Stuart Ayres MP, Member for Penrith today said that students from western and south-western Sydney will have a better chance of securing a university place this year under a new agreement between the NSW Government and the Universities Admissions Centre (UAC).
Stuart Ayres said the NSW Government and UAC have agreed on a more equitable way of distributing bonus points and places for university entry.
“Students from socio-economically disadvantaged areas, Aboriginal students and those from remote rural and regional schools have been under-represented in tertiary education,” Stuart Ayres said.
“The NSW Government is addressing this imbalance through a new measure that identifies schools whose students deserve to have automatic access to benefit from UAC’s Educational Access Scheme (EAS).
“The EAS may provide participating students with either several crucial bonus points that can make the world of difference, or access to an allocated place.
“Public schools in the Penrith that will benefit include:
Kingwood High School and
- Cranebrook High School
Minister for Education Adrian Piccoli said the socio-economic measure will be the Family Occupation and Education Index (FOEI), which was developed by the Department of Education and Communities and is used to distribute needs-based funding to public schools.
“Forty-two schools are new to the list and the total number of schools eligible will expand to 270 across the State, including 81 in the west and south-west of Sydney,” Mr Piccoli said.
“Approximately 1000 more students from public schools in the west and south-west of Sydney will have access to the program this year, as compared to last year, with a total of over 11,000 students from these regions attending identified schools.”
Mr Rod Nesbitt, Principal of Kingswood High School said the school is pleased that UAC has recognised that students from Western Sydney, in particular Kingswood High School, are sometimes disadvantaged, for a variety of reasons, when applying for courses at universities. The EAS will allow students from Kingswood High School to gain some bonus points to help them get into courses where they previously were unable to gain enrolment.

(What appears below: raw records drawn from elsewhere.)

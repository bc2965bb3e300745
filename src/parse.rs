//! Byte-stream decoders for the ThinkGear serial protocol.
//!
//! Everything here is pure (no I/O) and safe to call from any context.
//!
//! | Item | Purpose |
//! |---|---|
//! | [`FrameDecoder`] | resumable state machine: bytes in, checksummed [`DataRow`]s out |
//! | [`parse_payload`] | split a verified payload into its data rows |
//! | [`decode_unsigned_24bit`] | 24-bit big-endian unsigned array |
//! | [`read_i16_be`] | 16-bit big-endian signed value |
//!
//! Transport noise is expected on a Bluetooth serial link, so nothing in
//! this module returns an error: corrupt packets are logged at `debug` level
//! and dropped, and the decoder resynchronises on the next pair of sync bytes.

use log::debug;

use crate::protocol::{EXCODE, MAX_PAYLOAD_LENGTH, MULTI_BYTE_CODE_THRESHOLD, SYNC};
use crate::types::DataRow;

// ── Value decoders ────────────────────────────────────────────────────────────

/// Decode a 24-bit unsigned big-endian array (3 bytes per value).
///
/// Returns one `u32` per complete 3-byte group; partial trailing bytes are ignored.
pub fn decode_unsigned_24bit(data: &[u8]) -> Vec<u32> {
    data.chunks_exact(3)
        .map(|c| u32::from_be_bytes([0, c[0], c[1], c[2]]))
        .collect()
}

/// Read a big-endian signed 16-bit integer from the start of `data`.
///
/// Returns `None` if `data` is shorter than 2 bytes.
pub fn read_i16_be(data: &[u8]) -> Option<i16> {
    match data {
        [hi, lo, ..] => Some(i16::from_be_bytes([*hi, *lo])),
        _ => None,
    }
}

// ── Payload rows ──────────────────────────────────────────────────────────────

/// Split a checksum-verified payload into data rows.
///
/// Each row is `[0x55 …] CODE [VLENGTH] VALUE…`.  Codes below `0x80` have a
/// one-byte value and no length byte.  A row that claims more bytes than the
/// payload holds ends parsing; rows before it are still returned.
pub fn parse_payload(payload: &[u8]) -> Vec<DataRow> {
    let mut rows = Vec::new();
    let mut i = 0;

    while i < payload.len() {
        let mut excode_level = 0u8;
        while payload.get(i) == Some(&EXCODE) {
            excode_level = excode_level.saturating_add(1);
            i += 1;
        }

        let Some(&code) = payload.get(i) else {
            debug!("payload ends inside extended-code prefix (level {excode_level})");
            break;
        };
        i += 1;

        let len = if code >= MULTI_BYTE_CODE_THRESHOLD {
            let Some(&len) = payload.get(i) else {
                debug!("payload ends before length byte of code 0x{code:02X}");
                break;
            };
            i += 1;
            len as usize
        } else {
            1
        };

        let end = i + len;
        if end > payload.len() {
            debug!(
                "row 0x{code:02X} declares {len} bytes but only {} remain; dropping rest of payload",
                payload.len() - i
            );
            break;
        }

        rows.push(DataRow {
            excode_level,
            code,
            value: payload[i..end].to_vec(),
        });
        i = end;
    }

    rows
}

// ── Frame decoder ─────────────────────────────────────────────────────────────

/// Position of a [`FrameDecoder`] inside the packet grammar.
#[derive(Debug, Clone, PartialEq, Eq)]
enum DecoderState {
    /// Waiting for the first `0xAA`.
    SeekSync,
    /// Got one `0xAA`, waiting for the second.
    SecondSync,
    /// Got both sync bytes, waiting for the payload length.
    ReadLength,
    /// Collecting `expected` payload bytes.
    ReadPayload { payload: Vec<u8>, expected: usize },
    /// Payload complete, waiting for the checksum byte.
    ReadChecksum { payload: Vec<u8> },
}

/// Running counters kept by a [`FrameDecoder`].
#[derive(Debug, Clone, Copy, Default, PartialEq, Eq)]
pub struct DecoderStats {
    /// Packets whose checksum matched.
    pub packets: u64,
    /// Packets dropped because the checksum did not match.
    pub checksum_errors: u64,
    /// Packets dropped because the length byte was out of range.
    pub length_errors: u64,
}

/// Incremental ThinkGear packet decoder.
///
/// Feed it bytes in whatever chunks the serial port delivers (including one
/// at a time); it keeps its position across calls and returns the data rows
/// of every packet whose checksum verifies.
///
/// ```
/// # use thinkgear_rs::parse::FrameDecoder;
/// let mut dec = FrameDecoder::new();
/// assert!(dec.feed(&[0xAA, 0xAA, 0x02]).is_empty());   // incomplete
/// let rows = dec.feed(&[0x02, 0x20, 0xDD]);              // poor signal = 32
/// assert_eq!(rows.len(), 1);
/// assert_eq!(rows[0].code, 0x02);
/// assert_eq!(rows[0].value, vec![0x20]);
/// ```
#[derive(Debug, Clone)]
pub struct FrameDecoder {
    state: DecoderState,
    stats: DecoderStats,
}

impl FrameDecoder {
    pub fn new() -> Self {
        Self {
            state: DecoderState::SeekSync,
            stats: DecoderStats::default(),
        }
    }

    /// Discard any partially received packet.  Counters are kept.
    pub fn reset(&mut self) {
        self.state = DecoderState::SeekSync;
    }

    /// `true` when no packet is partially received.
    pub fn is_idle(&self) -> bool {
        self.state == DecoderState::SeekSync
    }

    pub fn stats(&self) -> DecoderStats {
        self.stats
    }

    /// Feed a chunk of bytes and return the rows of all packets it completes.
    pub fn feed(&mut self, bytes: &[u8]) -> Vec<DataRow> {
        let mut rows = Vec::new();
        for &byte in bytes {
            if let Some(packet_rows) = self.push(byte) {
                rows.extend(packet_rows);
            }
        }
        rows
    }

    /// Advance the state machine by one byte.
    ///
    /// Returns `Some(rows)` when `byte` completes a packet with a valid
    /// checksum (`rows` may be empty for an empty payload), `None` otherwise.
    pub fn push(&mut self, byte: u8) -> Option<Vec<DataRow>> {
        let state = std::mem::replace(&mut self.state, DecoderState::SeekSync);

        let (next, rows) = match state {
            DecoderState::SeekSync => {
                let next = if byte == SYNC {
                    DecoderState::SecondSync
                } else {
                    DecoderState::SeekSync
                };
                (next, None)
            }

            DecoderState::SecondSync => {
                let next = if byte == SYNC {
                    DecoderState::ReadLength
                } else {
                    DecoderState::SeekSync
                };
                (next, None)
            }

            DecoderState::ReadLength => {
                let len = byte as usize;
                let next = if byte == SYNC {
                    // A run of sync bytes: keep waiting for the length.
                    DecoderState::ReadLength
                } else if len > MAX_PAYLOAD_LENGTH {
                    debug!("packet length {len} out of range, resyncing");
                    self.stats.length_errors += 1;
                    DecoderState::SeekSync
                } else if len == 0 {
                    DecoderState::ReadChecksum {
                        payload: Vec::new(),
                    }
                } else {
                    DecoderState::ReadPayload {
                        payload: Vec::with_capacity(len),
                        expected: len,
                    }
                };
                (next, None)
            }

            DecoderState::ReadPayload {
                mut payload,
                expected,
            } => {
                payload.push(byte);
                let next = if payload.len() == expected {
                    DecoderState::ReadChecksum { payload }
                } else {
                    DecoderState::ReadPayload { payload, expected }
                };
                (next, None)
            }

            DecoderState::ReadChecksum { payload } => {
                let expected = crate::protocol::checksum(&payload);
                if byte == expected {
                    self.stats.packets += 1;
                    (DecoderState::SeekSync, Some(parse_payload(&payload)))
                } else {
                    debug!(
                        "checksum mismatch: got 0x{byte:02X}, expected 0x{expected:02X} \
                         ({} payload bytes dropped)",
                        payload.len()
                    );
                    self.stats.checksum_errors += 1;
                    (DecoderState::SeekSync, None)
                }
            }
        };

        self.state = next;
        rows
    }
}

impl Default for FrameDecoder {
    fn default() -> Self {
        Self::new()
    }
}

The Managing Director of UAC, Andrew Stanton, said universities had welcomed the cooperative consultation process that developed the new methodology.
“This new list ensures that universities are able to continue the EAS process introduced eight years ago to automatically generate an EAS application for students attending these schools who apply through UAC,” said Mr Stanton.
The EAS also accepts applications from individual students whose schools are not on the list, but who have experienced disadvantage. Details can be obtained from the UAC website http://www.uac.edu.au/eas/.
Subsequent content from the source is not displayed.